Cette technique consiste à utiliser une imprimante laser (et uniquement laser, pas jet d’encre) pour imprimer un motif sur du papier et ensuite le transférer sur un support.
« L’encre » dans une imprimante laser s’appelle du « toner ». C’est une sorte de plastique qui se transfère très bien à la chaleur.
Cerise sur le gâteau : le toner étant un plastique il ne craint pas l’acide, c’est donc tiptop pour faire des circuits ;)

Pour faire mes circuits, j’utilise une petite imprimante laser du fabricant « Brother » qui m’as coûté ~80€.
Les recharges de toner (noir uniquement) font environ 1000 feuilles et coûtent 40€, pour une imprimante laser c’est vraiment low-cost.

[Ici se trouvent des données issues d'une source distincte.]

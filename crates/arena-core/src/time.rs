//! Session time model.
//!
//! # Design
//!
//! The arena runs on wall-clock time supplied by the host's frame loop.  All
//! scheduled work (scheduler timers, the dialogue poll, delayed insight
//! extraction) is keyed by `SimTime`, an integer millisecond count since the
//! session was created.  Integer keys keep event ordering exact; the
//! fractional remainder of frame deltas is carried by `SimClock`.
//!
//! Simulation speed does **not** stretch this clock.  Speed scales the
//! *intervals* that are scheduled on it and the per-frame movement rates.

use std::fmt;

/// Milliseconds of wall-clock time since session creation.
#[derive(Copy, Clone, PartialEq, Eq, PartialOrd, Ord, Hash, Debug, Default)]
#[cfg_attr(feature = "serde", derive(serde::Serialize, serde::Deserialize))]
pub struct SimTime(pub u64);

impl SimTime {
    pub const ZERO: SimTime = SimTime(0);

    /// Milliseconds elapsed from `earlier` to `self`, saturating at zero.
    #[inline]
    pub fn since(self, earlier: SimTime) -> u64 {
        self.0.saturating_sub(earlier.0)
    }

    /// Whole minutes since session creation (for timeline bucketing).
    #[inline]
    pub fn minute(self) -> u64 {
        self.0 / 60_000
    }

    #[inline]
    pub fn as_secs_f64(self) -> f64 {
        self.0 as f64 / 1_000.0
    }
}

impl std::ops::Add<u64> for SimTime {
    type Output = SimTime;
    #[inline]
    fn add(self, ms: u64) -> SimTime {
        SimTime(self.0.saturating_add(ms))
    }
}

impl fmt::Display for SimTime {
    fn fmt(&self, f: &mut fmt::Formatter<'_>) -> fmt::Result {
        write!(f, "{}.{:03}s", self.0 / 1_000, self.0 % 1_000)
    }
}

// ── SimClock ──────────────────────────────────────────────────────────────────

/// Accumulates frame deltas into a monotonically increasing [`SimTime`].
#[derive(Clone, Debug, Default)]
pub struct SimClock {
    elapsed_secs: f64,
}

impl SimClock {
    pub fn new() -> Self {
        Self::default()
    }

    /// Advance by one frame of `dt_secs` wall-clock seconds.
    ///
    /// Negative or non-finite deltas are ignored.
    pub fn advance(&mut self, dt_secs: f32) {
        if dt_secs.is_finite() && dt_secs > 0.0 {
            self.elapsed_secs += dt_secs as f64;
        }
    }

    /// The current time, truncated to whole milliseconds.
    #[inline]
    pub fn now(&self) -> SimTime {
        SimTime((self.elapsed_secs * 1_000.0) as u64)
    }

    #[inline]
    pub fn elapsed_secs(&self) -> f64 {
        self.elapsed_secs
    }
}

impl fmt::Display for SimClock {
    fn fmt(&self, f: &mut fmt::Formatter<'_>) -> fmt::Result {
        write!(f, "{}", self.now())
    }
}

Ironie, si vous avez une imprimante laser professionnelle qui peut imprimer plus de 100 feuilles par minute (le genre de grosses imprimantes laser qui font souvent scanner automatique et fax) ça ne marchera pas aussi bien qu’avec une petite imprimante laser comme la mienne qui fait au maximum 20 pages à la minute les jours de beau temps.
Cela est dû à la puissance du fil Corona des rouleaux chauffant qui chauffent le toner pour l’incruster dans le papier. Sur les grosses imprimantes laser, ils sont tellement puissant que le toner est carrément fondu d’un bloc dans le papier.

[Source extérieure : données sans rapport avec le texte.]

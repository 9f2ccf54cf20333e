//! `CameraRig`: the active view mode, the viewer pose, and the dispatch
//! table that maps each mode to its strategy.

use tracing::info;

use arena_agent::Agent;
use arena_core::{AgentId, Vec3};

use crate::strategy::{AiGuidedCamera, OrbitCamera, SplitCamera};
use crate::{CameraFrame, CameraInput, CameraPose, CameraStrategy, ViewMode};

const DEFAULT_WIDTH: u32 = 1280;
const DEFAULT_HEIGHT: u32 = 720;

pub struct CameraRig {
    /// Indexed by `ViewMode::index()`.
    strategies: [Box<dyn CameraStrategy>; 6],
    mode: ViewMode,
    /// The primary viewer's pose, shared with formation and renderers.
    viewer: CameraPose,
    leader: bool,
    width: u32,
    height: u32,
}

impl Default for CameraRig {
    fn default() -> Self {
        Self::new()
    }
}

impl CameraRig {
    /// A rig in free mode at the free camera's home pose.
    pub fn new() -> Self {
        let free = OrbitCamera::free();
        let viewer = free.home();
        Self {
            strategies: [
                Box::new(free),
                Box::new(SplitCamera::default()),
                Box::new(AiGuidedCamera::default()),
                Box::new(OrbitCamera::sync_leader()),
                Box::new(OrbitCamera::overhead()),
                Box::new(OrbitCamera::heatmap()),
            ],
            mode: ViewMode::Free,
            viewer,
            leader: false,
            width: DEFAULT_WIDTH,
            height: DEFAULT_HEIGHT,
        }
    }

    /// Replace the strategy for `strategy.mode()`.  Takes effect on the next
    /// mode entry.
    pub fn with_strategy(mut self, strategy: Box<dyn CameraStrategy>) -> Self {
        let slot = strategy.mode().index();
        self.strategies[slot] = strategy;
        self
    }

    fn strategy(&self) -> &dyn CameraStrategy {
        self.strategies[self.mode.index()].as_ref()
    }

    // ── State ─────────────────────────────────────────────────────────────

    pub fn mode(&self) -> ViewMode {
        self.mode
    }

    pub fn viewer(&self) -> CameraPose {
        self.viewer
    }

    /// `true` while a formation leader is designated.
    pub fn is_leader(&self) -> bool {
        self.leader
    }

    /// `(eye, target)` of the viewer when agents should hold formation
    /// behind it.
    pub fn formation_anchor(&self) -> Option<(Vec3, Vec3)> {
        (self.mode == ViewMode::SyncLeader && self.leader)
            .then_some((self.viewer.position, self.viewer.look_at))
    }

    pub fn viewport(&self) -> (u32, u32) {
        (self.width, self.height)
    }

    // ── Commands ──────────────────────────────────────────────────────────

    /// Switch modes.  Entering a mode resets the viewer to its home pose and
    /// sets the leader designation to whether the new mode designates one.
    /// Returns `false` if `mode` was already active.
    pub fn set_mode(&mut self, mode: ViewMode) -> bool {
        if mode == self.mode {
            return false;
        }
        let from = self.mode;
        self.mode = mode;
        let strategy = self.strategy();
        let (home, leader) = (strategy.home(), strategy.designates_leader());
        self.viewer = home;
        self.leader = leader;
        info!(%from, to = %mode, leader, "view mode changed");
        true
    }

    /// Apply externally driven camera motion, clamped to the mode's orbit
    /// limits.  Returns `false` when the active mode ignores external input.
    pub fn orbit(&mut self, position: Vec3, look_at: Vec3) -> bool {
        let Some(limits) = self.strategy().orbit_limits() else {
            return false;
        };
        self.viewer.position = limits.clamp(position, look_at);
        self.viewer.look_at = look_at;
        true
    }

    pub fn set_viewport(&mut self, width: u32, height: u32) {
        self.width = width;
        self.height = height;
    }

    // ── Per-frame ─────────────────────────────────────────────────────────

    /// Compose this frame's camera output from post-motion agent records.
    pub fn compose(&mut self, agents: &[Agent], split_agent: Option<AgentId>, dt_secs: f32) -> CameraFrame {
        let input = CameraInput {
            agents,
            split_agent,
            dt_secs,
            width: self.width,
            height: self.height,
        };
        let strategy = &self.strategies[self.mode.index()];
        strategy.compose(&input, &mut self.viewer)
    }
}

Concernant le papier justement, il faut impérativement du papier glacé pour que le transfert puisse se faire.
MAIS, il ne faut PAS du papier de qualité …
L’idéal c’est le papier glacé de publicité, le truc qu’on jette sans même lire, c’est tiptop.
Pas la peine d’acheter du papier « ultra glossy » à 20€ les 10 feuilles ça ne marchera que très moyennement.
J’adore cette technique pour ce côté « ne marche qu’avec de la merde » :)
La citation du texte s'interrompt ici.